Le descrizioni, di luoghi, persone e scene sono belle e facili da immaginare ma senza essere prolisse e pesanti. I dialoghi tra i vari personaggi sono a dir poco brillanti in cui spicca una sintassi che nel romanzo moderno è assolutamente introvabile.

Lo consiglio a chi piace il genere, per chi non conosce Collins invito a provarlo perché non si pentirà di aver letto questo autore inimitabile e di aver scoperto quali vicende pazzesche  è riuscita a partorire questa mente dell'Ottocento.

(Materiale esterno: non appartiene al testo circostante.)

/*! Encoding guessing

The encoding of a source is not known in advance, so bytes are decoded with each [TextEncoding] of
[TextEncoding::FALLBACK_ORDER] in turn, and the first decoding that yields at least one Arabic run wins.

Malformed sequences are dropped rather than replaced, so that a broken byte in the middle of a word does not split it.
!*/
use encoding_rs::{DecoderResult, Encoding, UTF_8, WINDOWS_1256};

use super::arabic::arabic_runs;

#[derive(Debug, Clone, Copy, PartialEq, Eq)]
pub enum TextEncoding {
    Utf8,
    /// Arabic Windows code page.
    Windows1256,
    /// ISO-8859-1. Every byte is valid.
    Latin1,
}

impl TextEncoding {
    pub const FALLBACK_ORDER: [TextEncoding; 3] = [
        TextEncoding::Utf8,
        TextEncoding::Windows1256,
        TextEncoding::Latin1,
    ];

    /// Decode `bytes`, silently dropping malformed sequences.
    pub fn decode(&self, bytes: &[u8]) -> String {
        match self {
            TextEncoding::Utf8 => decode_dropping_malformed(UTF_8, bytes),
            TextEncoding::Windows1256 => decode_dropping_malformed(WINDOWS_1256, bytes),
            TextEncoding::Latin1 => bytes.iter().map(|&b| char::from(b)).collect(),
        }
    }
}

fn decode_dropping_malformed(encoding: &'static Encoding, bytes: &[u8]) -> String {
    let mut decoder = encoding.new_decoder_without_bom_handling();
    let mut out = String::with_capacity(
        decoder
            .max_utf8_buffer_length_without_replacement(bytes.len())
            .unwrap_or(bytes.len()),
    );

    let mut src = bytes;
    loop {
        let (result, read) = decoder.decode_to_string_without_replacement(src, &mut out, true);
        src = &src[read..];
        match result {
            DecoderResult::InputEmpty => break,
            DecoderResult::OutputFull => {
                let additional = decoder
                    .max_utf8_buffer_length_without_replacement(src.len())
                    .unwrap_or(src.len())
                    .max(4);
                out.reserve(additional);
            }
            // the offending bytes have been consumed, resume after them
            DecoderResult::Malformed(_, _) => continue,
        }
    }
    out
}

/// Arabic runs of the first encoding of [TextEncoding::FALLBACK_ORDER] that yields any.
///
/// Returns an empty [Vec] when `bytes` is empty or when no encoding produces a match.
pub fn decode_runs(bytes: &[u8]) -> Vec<String> {
    if bytes.is_empty() {
        return Vec::new();
    }

    for encoding in TextEncoding::FALLBACK_ORDER {
        let text = encoding.decode(bytes);
        let runs: Vec<String> = arabic_runs(&text).map(String::from).collect();
        if !runs.is_empty() {
            debug!("decoded {} bytes as {:?}", bytes.len(), encoding);
            return runs;
        }
    }

    debug!("no arabic run found in {} bytes", bytes.len());
    Vec::new()
}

COPERTINA 7 II STILE 8 II STORIA 8





Titolo: Armadale
Autore: Wilkie Collins traduzione di Alessandra Tubertini
Editore: Fazi Editore
Numero di pagine: 805
Prezzo: 18,50 euro
Ebook: 9,99 euro
Prezzo on line: 15,73 Amazon

Trama:

Armadale è un nome, ma il romanzo non è la storia del personaggio che lo porta. È piuttosto la storia del nome stesso, anzi del mistero che vi si cela. Perché sono quattro gli Allan Armadale coinvolti nella vicenda, due padri e i rispettivi figli: opera del destino o del caso? Quando l’anziano Allan Armadale, in punto di morte, affida a una lettera una confessione terribile, non immagina nemmeno lontanamente le ripercussioni che ne seguiranno: il segreto che rivela coinvolge la misteriosa Lydia Gwilt, tentatrice dai capelli rosso fuoco, bigama, dipendente dal laudano e avvelenatrice di mariti. I suoi maliziosi intrighi carburano la trama di questo dramma appassionante: una storia di identità confuse, maledizioni ereditate, rivalità amorose, spionaggio, denaro… e assassinio.
Il personaggio di Lydia Gwilt orripilò i critici dell’epoca, al punto che un recensore la descrisse come «una delle donne maligne più recidive di sempre, i cui espedienti e le cui brame hanno infangato la narrativa». Resta fra le più enigmatiche e affascinanti donne del diciannovesimo secolo, il cuore nero della più sensazionale fra le sensation novel vittoriane.
Considerato tra i capolavori di Collins, Armadale, romanzo a tinte forti e pieno di suggestioni, conferma il talento magistrale dell’autore nel tessere un intreccio in maniera impeccabile.